Read the entries that follow and give each one again precisely.

Records to process:
###

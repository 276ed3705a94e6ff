//! IO engine abstraction
//!
//! An engine turns [`AccessParams`](crate::shaper::AccessParams) into actual
//! I/O against the target file and publishes completion statistics. Three
//! engines share the contract:
//!
//! - **posix**: one blocking `read`/`write` per iteration (baseline)
//! - **libaio**: up to `iodepth` requests in flight through the kernel async
//!   I/O context, completions harvested in batches
//! - **prwv2**: `iodepth` active worker threads, each blocking in one
//!   positional syscall at a time
//!
//! # Contract
//!
//! The controller's driver loop calls [`Engine::make_requests`] repeatedly.
//! Engines must observe `stop` between any two blocking operations, must
//! never hold the shaper lock across a syscall, and must cancel or join any
//! in-flight work in their `Drop` implementation. Fatal errors surface as
//! the `Err` of the next `make_requests` call.

use crate::config::{IoEngineKind, LiveConfig};
use crate::shaper::Shaper;
use crate::stats::StatsAccumulator;
use crate::Result;
use std::os::unix::io::RawFd;
use std::sync::atomic::AtomicBool;
use std::sync::Arc;

pub mod libaio;
pub mod posix;
pub mod prwv2;

/// Common contract of the three back-ends.
pub trait Engine: Send {
    /// Run one engine iteration: submit and/or complete requests.
    ///
    /// Called in a loop by the controller driver. Blocking is bounded:
    /// one syscall for the posix engine, a 200 ms completion wait for
    /// libaio, a 200 ms sleep for prwv2.
    fn make_requests(&mut self, stop: &AtomicBool) -> Result<()>;

    /// The workload is paused; idle any worker threads.
    fn wait(&mut self) {}

    /// Whether the engine publishes stats from multiple threads.
    fn is_multi_thread(&self) -> bool {
        false
    }
}

/// Instantiate the selected engine over an open file descriptor.
///
/// The descriptor stays owned by the controller and must outlive the engine.
pub fn create(
    kind: IoEngineKind,
    fd: RawFd,
    live: Arc<LiveConfig>,
    shaper: Arc<Shaper>,
    stats: Arc<StatsAccumulator>,
) -> Result<Box<dyn Engine>> {
    Ok(match kind {
        IoEngineKind::Posix => Box::new(posix::PosixEngine::new(fd, shaper, stats)),
        IoEngineKind::Prwv2 => Box::new(prwv2::PrwEngine::new(fd, live, shaper, stats)),
        IoEngineKind::Libaio => Box::new(libaio::AioEngine::new(fd, live, shaper, stats)?),
    })
}
//! ioforge - storage workload generator
//!
//! ioforge issues a tunable stream of read and write requests against a
//! regular file on a block-backed filesystem, measures throughput over fixed
//! intervals, and accepts live workload-shape changes over stdin or a local
//! stream socket.
//!
//! # Architecture
//!
//! - **Interchangeable engines**: blocking posix, libaio batched submission,
//!   multi-threaded positional I/O (prwv2)
//! - **One request shaper**: converts the live configuration knobs plus
//!   randomness into aligned request descriptors
//! - **Live control**: block size, iodepth, ratios, flush pacing and pause
//!   are all mutable while the workload runs
//! - **Periodic reporter**: drift-corrected interval statistics on the log
//!   channel

pub mod command;
pub mod config;
pub mod controller;
pub mod engine;
pub mod program;
pub mod reporter;
pub mod shaper;
pub mod stats;
pub mod util;

// Re-export commonly used types
pub use config::{LiveConfig, Settings};
pub use shaper::{AccessParams, Shaper};

/// Result type used throughout ioforge
pub type Result<T> = anyhow::Result<T>;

###

Written answer:
repository 276ed3705a94e6ff
//! IO engine abstraction
//!
//! An engine turns [`AccessParams`](crate::shaper::AccessParams) into actual
//! I/O against the target file and publishes completion statistics. Three
//! engines share the contract:
//!
//! - **posix**: one blocking `read`/`write` per iteration (baseline)
//! - **libaio**: up to `iodepth` requests in flight through the kernel async
//!   I/O context, completions harvested in batches
//! - **prwv2**: `iodepth` active worker threads, each blocking in one
//!   positional syscall at a time
//!
//! # Contract
//!
//! The controller's driver loop calls [`Engine::make_requests`] repeatedly.
//! Engines must observe `stop` between any two blocking operations, must
//! never hold the shaper lock across a syscall, and must cancel or join any
//! in-flight work in their `Drop` implementation. Fatal errors surface as
//! the `Err` of the next `make_requests` call.

use crate::config::{IoEngineKind, LiveConfig};
use crate::shaper::Shaper;
use crate::stats::StatsAccumulator;
use crate::Result;
use std::os::unix::io::RawFd;
use std::sync::atomic::AtomicBool;
use std::sync::Arc;

pub mod libaio;
pub mod posix;
pub mod prwv2;

/// Common contract of the three back-ends.
pub trait Engine: Send {
    /// Run one engine iteration: submit and/or complete requests.
    ///
    /// Called in a loop by the controller driver. Blocking is bounded:
    /// one syscall for the posix engine, a 200 ms completion wait for
    /// libaio, a 200 ms sleep for prwv2.
    fn make_requests(&mut self, stop: &AtomicBool) -> Result<()>;

    /// The workload is paused; idle any worker threads.
    fn wait(&mut self) {}

    /// Whether the engine publishes stats from multiple threads.
    fn is_multi_thread(&self) -> bool {
        false
    }
}

/// Instantiate the selected engine over an open file descriptor.
///
/// The descriptor stays owned by the controller and must outlive the engine.
pub fn create(
    kind: IoEngineKind,
    fd: RawFd,
    live: Arc<LiveConfig>,
    shaper: Arc<Shaper>,
    stats: Arc<StatsAccumulator>,
) -> Result<Box<dyn Engine>> {
    Ok(match kind {
        IoEngineKind::Posix => Box::new(posix::PosixEngine::new(fd, shaper, stats)),
        IoEngineKind::Prwv2 => Box::new(prwv2::PrwEngine::new(fd, live, shaper, stats)),
        IoEngineKind::Libaio => Box::new(libaio::AioEngine::new(fd, live, shaper, stats)?),
    })
}
//! ioforge - storage workload generator
//!
//! ioforge issues a tunable stream of read and write requests against a
//! regular file on a block-backed filesystem, measures throughput over fixed
//! intervals, and accepts live workload-shape changes over stdin or a local
//! stream socket.
//!
//! # Architecture
//!
//! - **Interchangeable engines**: blocking posix, libaio batched submission,
//!   multi-threaded positional I/O (prwv2)
//! - **One request shaper**: converts the live configuration knobs plus
//!   randomness into aligned request descriptors
//! - **Live control**: block size, iodepth, ratios, flush pacing and pause
//!   are all mutable while the workload runs
//! - **Periodic reporter**: drift-corrected interval statistics on the log
//!   channel

pub mod command;
pub mod config;
pub mod controller;
pub mod engine;
pub mod program;
pub mod reporter;
pub mod shaper;
pub mod stats;
pub mod util;

// Re-export commonly used types
pub use config::{LiveConfig, Settings};
pub use shaper::{AccessParams, Shaper};

/// Result type used throughout ioforge
pub type Result<T> = anyhow::Result<T>;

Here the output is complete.